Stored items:
______

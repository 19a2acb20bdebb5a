//! JSON-RPC 2.0 bridge to the hosting page.
//!
//! The DOM overlay (loading indicator, enter button, error panel) lives in
//! the page, not in the canvas. Outgoing notifications keep it in sync with
//! the readiness machine and the caption panel; incoming requests carry the
//! unlock gesture, viewport resizes, and the teardown signal.

use bevy::diagnostic::{DiagnosticsStore, FrameTimeDiagnosticsPlugin};
use bevy::prelude::*;
use serde::{Deserialize, Serialize};

use crate::engine::core::app_state::{
    TeardownRequested, UnlockGesture, ViewportResizeRequested,
};

#[cfg(target_arch = "wasm32")]
use wasm_bindgen::prelude::*;

#[cfg(target_arch = "wasm32")]
use web_sys::{MessageEvent, window};

/// JSON-RPC 2.0 request structure.
#[derive(Serialize, Deserialize, Debug, Clone)]
pub struct RpcRequest {
    pub jsonrpc: String,
    pub method: String,
    #[serde(default)]
    pub params: serde_json::Value,
    pub id: Option<serde_json::Value>,
}

/// JSON-RPC 2.0 response structure.
#[derive(Serialize, Deserialize, Debug, Clone)]
pub struct RpcResponse {
    pub jsonrpc: String,
    pub result: Option<serde_json::Value>,
    pub error: Option<RpcError>,
    pub id: Option<serde_json::Value>,
}

/// JSON-RPC 2.0 notification for one-way communication.
#[derive(Serialize, Deserialize, Debug, Clone)]
pub struct RpcNotification {
    pub jsonrpc: String,
    pub method: String,
    pub params: serde_json::Value,
}

/// JSON-RPC error structure following the specification.
#[derive(Serialize, Deserialize, Debug, Clone)]
pub struct RpcError {
    pub code: i32,
    pub message: String,
    pub data: Option<serde_json::Value>,
}

impl RpcError {
    pub fn invalid_params(message: &str) -> Self {
        Self {
            code: -32602,
            message: message.to_string(),
            data: None,
        }
    }
}

/// Resource managing bidirectional RPC traffic with the hosting page.
#[derive(Resource, Default)]
pub struct WebRpcInterface {
    outgoing_notifications: Vec<RpcNotification>,
    outgoing_responses: Vec<RpcResponse>,
}

impl WebRpcInterface {
    /// Queue a notification for the hosting page, no response expected.
    pub fn send_notification(&mut self, method: &str, params: serde_json::Value) {
        self.outgoing_notifications.push(RpcNotification {
            jsonrpc: "2.0".to_string(),
            method: method.to_string(),
            params,
        });
    }

    fn queue_response(&mut self, response: RpcResponse) {
        self.outgoing_responses.push(response);
    }
}

/// Plugin establishing the RPC layer for iframe-based deployment.
pub struct WebRpcPlugin;

impl Plugin for WebRpcPlugin {
    fn build(&self, app: &mut App) {
        app.init_resource::<WebRpcInterface>()
            .add_event::<IncomingRpcMessage>()
            .add_systems(
                Update,
                (
                    process_incoming_messages,
                    handle_rpc_messages,
                    send_outgoing_messages,
                )
                    .chain(),
            );

        #[cfg(target_arch = "wasm32")]
        app.add_systems(Startup, setup_message_listener);
    }
}

/// Resource wrapping the thread-safe message queue fed by the JS listener.
#[derive(Resource)]
struct MessageQueue(std::sync::Arc<std::sync::Mutex<Vec<String>>>);

/// Event representing one incoming RPC message from the page.
#[derive(Event)]
struct IncomingRpcMessage {
    content: String,
}

#[cfg(target_arch = "wasm32")]
fn setup_message_listener(mut commands: Commands) {
    use std::sync::{Arc, Mutex};

    let message_queue: Arc<Mutex<Vec<String>>> = Arc::new(Mutex::new(Vec::new()));
    let queue_clone = message_queue.clone();

    let closure = Closure::wrap(Box::new(move |event: MessageEvent| {
        if let Ok(data) = event.data().dyn_into::<js_sys::JsString>() {
            let message: String = data.into();
            // Cheap shape check before queuing; full parsing happens in the
            // frame loop.
            if message.contains("jsonrpc") {
                if let Ok(mut queue) = queue_clone.lock() {
                    queue.push(message);
                }
            }
        }
    }) as Box<dyn FnMut(MessageEvent)>);

    if let Some(window) = window() {
        window
            .add_event_listener_with_callback("message", closure.as_ref().unchecked_ref())
            .expect("failed to register message listener");
    }

    // Ownership moves to the JS side for the page's lifetime.
    closure.forget();
    commands.insert_resource(MessageQueue(message_queue));
}

fn process_incoming_messages(
    message_queue: Option<Res<MessageQueue>>,
    mut message_events: EventWriter<IncomingRpcMessage>,
) {
    let Some(queue_res) = message_queue else {
        return;
    };

    let messages = if let Ok(mut queue) = queue_res.0.lock() {
        std::mem::take(&mut *queue)
    } else {
        Vec::new()
    };

    for content in messages {
        message_events.write(IncomingRpcMessage { content });
    }
}

fn handle_rpc_messages(
    mut events: EventReader<IncomingRpcMessage>,
    diagnostics: Res<DiagnosticsStore>,
    mut rpc_interface: ResMut<WebRpcInterface>,
    mut unlock: EventWriter<UnlockGesture>,
    mut resize: EventWriter<ViewportResizeRequested>,
    mut teardown: EventWriter<TeardownRequested>,
) {
    for event in events.read() {
        match serde_json::from_str::<RpcRequest>(&event.content) {
            Ok(request) => {
                if let Some(response) = handle_rpc_request(
                    &request,
                    &diagnostics,
                    &mut unlock,
                    &mut resize,
                    &mut teardown,
                ) {
                    rpc_interface.queue_response(response);
                }
            }
            Err(parse_error) => {
                warn!("unparseable RPC message: {parse_error}");
            }
        }
    }
}

fn handle_rpc_request(
    request: &RpcRequest,
    diagnostics: &DiagnosticsStore,
    unlock: &mut EventWriter<UnlockGesture>,
    resize: &mut EventWriter<ViewportResizeRequested>,
    teardown: &mut EventWriter<TeardownRequested>,
) -> Option<RpcResponse> {
    // Only requests with ids get responses; notifications have none.
    let id = request.id.clone()?;

    let result = match request.method.as_str() {
        "unlock_gesture" => {
            unlock.write(UnlockGesture);
            Ok(serde_json::json!({ "success": true }))
        }
        "viewport_resize" => handle_viewport_resize(&request.params, resize),
        "teardown" => {
            teardown.write(TeardownRequested);
            Ok(serde_json::json!({ "success": true }))
        }
        "get_fps" => handle_get_fps(diagnostics),
        _ => {
            warn!("unknown RPC method: {}", request.method);
            return Some(error_response(
                id,
                -32601,
                "Method not found",
                Some(serde_json::json!({ "method": request.method })),
            ));
        }
    };

    match result {
        Ok(value) => Some(RpcResponse {
            jsonrpc: "2.0".to_string(),
            result: Some(value),
            error: None,
            id: Some(id),
        }),
        Err(error) => Some(RpcResponse {
            jsonrpc: "2.0".to_string(),
            result: None,
            error: Some(error),
            id: Some(id),
        }),
    }
}

fn handle_viewport_resize(
    params: &serde_json::Value,
    resize: &mut EventWriter<ViewportResizeRequested>,
) -> Result<serde_json::Value, RpcError> {
    #[derive(Deserialize)]
    struct ResizeParams {
        width: f32,
        height: f32,
    }

    let params = serde_json::from_value::<ResizeParams>(params.clone())
        .map_err(|_| RpcError::invalid_params("expected 'width' and 'height'"))?;
    if params.width <= 0.0 || params.height <= 0.0 {
        return Err(RpcError::invalid_params("viewport dimensions must be positive"));
    }

    resize.write(ViewportResizeRequested {
        width: params.width,
        height: params.height,
    });
    Ok(serde_json::json!({ "success": true }))
}

fn handle_get_fps(diagnostics: &DiagnosticsStore) -> Result<serde_json::Value, RpcError> {
    let fps = diagnostics
        .get(&FrameTimeDiagnosticsPlugin::FPS)
        .and_then(|diagnostic| diagnostic.smoothed())
        .unwrap_or(0.0) as f32;

    Ok(serde_json::json!({ "fps": fps }))
}

fn error_response(
    id: serde_json::Value,
    code: i32,
    message: &str,
    data: Option<serde_json::Value>,
) -> RpcResponse {
    RpcResponse {
        jsonrpc: "2.0".to_string(),
        result: None,
        error: Some(RpcError {
            code,
            message: message.to_string(),
            data,
        }),
        id: Some(id),
    }
}

/// Flush queued notifications and responses to the parent window.
fn send_outgoing_messages(mut rpc_interface: ResMut<WebRpcInterface>) {
    for notification in rpc_interface.outgoing_notifications.drain(..) {
        send_message_to_parent(&notification);
    }
    for response in rpc_interface.outgoing_responses.drain(..) {
        send_message_to_parent(&response);
    }
}

fn send_message_to_parent<T: Serialize>(message: &T) {
    #[cfg(target_arch = "wasm32")]
    {
        match serde_json::to_string(message) {
            Ok(json) => {
                if let Some(window) = window() {
                    if let Some(parent) = window.parent().ok().flatten() {
                        if let Err(e) = parent.post_message(&JsValue::from_str(&json), "*") {
                            error!("failed to post message to parent: {e:?}");
                        }
                    }
                }
            }
            Err(e) => {
                error!("failed to serialise RPC message: {e}");
            }
        }
    }

    #[cfg(not(target_arch = "wasm32"))]
    {
        let _ = message;
    }
}

#[cfg(test)]
mod tests {
    use super::*;

    #[test]
    fn requests_parse_with_and_without_params() {
        let request: RpcRequest = serde_json::from_str(
            r#"{"jsonrpc":"2.0","method":"unlock_gesture","id":1}"#,
        )
        .unwrap();
        assert_eq!(request.method, "unlock_gesture");
        assert!(request.params.is_null());

        let request: RpcRequest = serde_json::from_str(
            r#"{"jsonrpc":"2.0","method":"viewport_resize","params":{"width":800.0,"height":600.0},"id":2}"#,
        )
        .unwrap();
        assert_eq!(request.params["width"], 800.0);
    }

    #[test]
    fn notifications_serialise_to_the_wire_shape() {
        let mut interface = WebRpcInterface::default();
        interface.send_notification("loading_progress", serde_json::json!({ "percent": 40 }));

        let wire = serde_json::to_value(&interface.outgoing_notifications[0]).unwrap();
        assert_eq!(wire["jsonrpc"], "2.0");
        assert_eq!(wire["method"], "loading_progress");
        assert_eq!(wire["params"]["percent"], 40);
    }
}
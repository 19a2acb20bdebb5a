//! Translation of raw key, wheel, and touch events into `InputState`.
//!
//! Only the translation rules live here; event dispatch belongs to the
//! window host. Browser default handling for the navigation keys is
//! suppressed via the window configuration.

use bevy::input::mouse::{MouseScrollUnit, MouseWheel};
use bevy::prelude::*;

use crate::constants::navigation::{TOUCH_SENSITIVITY, WHEEL_PIXEL_SCALE, WHEEL_SENSITIVITY};
use crate::engine::camera::navigation::InputState;

/// Key flags are level-triggered: held keys stay set, releases clear them.
pub fn keyboard_navigation_input(
    keyboard: Res<ButtonInput<KeyCode>>,
    mut input: ResMut<InputState>,
) {
    input.keys.forward = keyboard.any_pressed([KeyCode::KeyW, KeyCode::ArrowUp]);
    input.keys.back = keyboard.any_pressed([KeyCode::KeyS, KeyCode::ArrowDown]);
    input.keys.strafe_left = keyboard.any_pressed([KeyCode::KeyA, KeyCode::ArrowLeft]);
    input.keys.strafe_right = keyboard.any_pressed([KeyCode::KeyD, KeyCode::ArrowRight]);
}

/// Wheel deltas accumulate into the scroll velocity. Pixel-unit events are
/// scaled to line equivalents first. The host reports wheel-up as positive,
/// so the sign is negated to keep wheel-down and swipe-down moving the
/// camera the same way.
pub fn wheel_navigation_input(
    mut wheel_events: EventReader<MouseWheel>,
    mut input: ResMut<InputState>,
) {
    for event in wheel_events.read() {
        let lines = match event.unit {
            MouseScrollUnit::Line => event.y,
            MouseScrollUnit::Pixel => event.y * WHEEL_PIXEL_SCALE,
        };
        input.scroll_velocity -= lines * WHEEL_SENSITIVITY;
    }
}

/// While a drag is in progress it owns the velocity outright: the per-tick
/// drag delta overwrites the accumulator and damping is suspended. Once the
/// last touch lifts, whatever velocity the drag left behind decays normally.
pub fn touch_navigation_input(touches: Res<Touches>, mut input: ResMut<InputState>) {
    let mut delta_y = 0.0;
    let mut dragging = false;
    for touch in touches.iter() {
        dragging = true;
        delta_y += touch.delta().y;
    }

    if dragging {
        input.touch_drag_active = true;
        input.scroll_velocity = -delta_y * TOUCH_SENSITIVITY;
    } else {
        input.touch_drag_active = false;
    }
}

______

* [Work request] Copy only this part of the entries above: the line with "self.outgoing_responses.push(response);", the line with "as Box<dyn FnMut(MessageEvent)>);", and the lines between, all exactly as written.

* [Your response]
        self.outgoing_responses.push(response);
    }
}

/// Plugin establishing the RPC layer for iframe-based deployment.
pub struct WebRpcPlugin;

impl Plugin for WebRpcPlugin {
    fn build(&self, app: &mut App) {
        app.init_resource::<WebRpcInterface>()
            .add_event::<IncomingRpcMessage>()
            .add_systems(
                Update,
                (
                    process_incoming_messages,
                    handle_rpc_messages,
                    send_outgoing_messages,
                )
                    .chain(),
            );

        #[cfg(target_arch = "wasm32")]
        app.add_systems(Startup, setup_message_listener);
    }
}

/// Resource wrapping the thread-safe message queue fed by the JS listener.
#[derive(Resource)]
struct MessageQueue(std::sync::Arc<std::sync::Mutex<Vec<String>>>);

/// Event representing one incoming RPC message from the page.
#[derive(Event)]
struct IncomingRpcMessage {
    content: String,
}

#[cfg(target_arch = "wasm32")]
fn setup_message_listener(mut commands: Commands) {
    use std::sync::{Arc, Mutex};

    let message_queue: Arc<Mutex<Vec<String>>> = Arc::new(Mutex::new(Vec::new()));
    let queue_clone = message_queue.clone();

    let closure = Closure::wrap(Box::new(move |event: MessageEvent| {
        if let Ok(data) = event.data().dyn_into::<js_sys::JsString>() {
            let message: String = data.into();
            // Cheap shape check before queuing; full parsing happens in the
            // frame loop.
            if message.contains("jsonrpc") {
                if let Ok(mut queue) = queue_clone.lock() {
                    queue.push(message);
                }
            }
        }
    }) as Box<dyn FnMut(MessageEvent)>);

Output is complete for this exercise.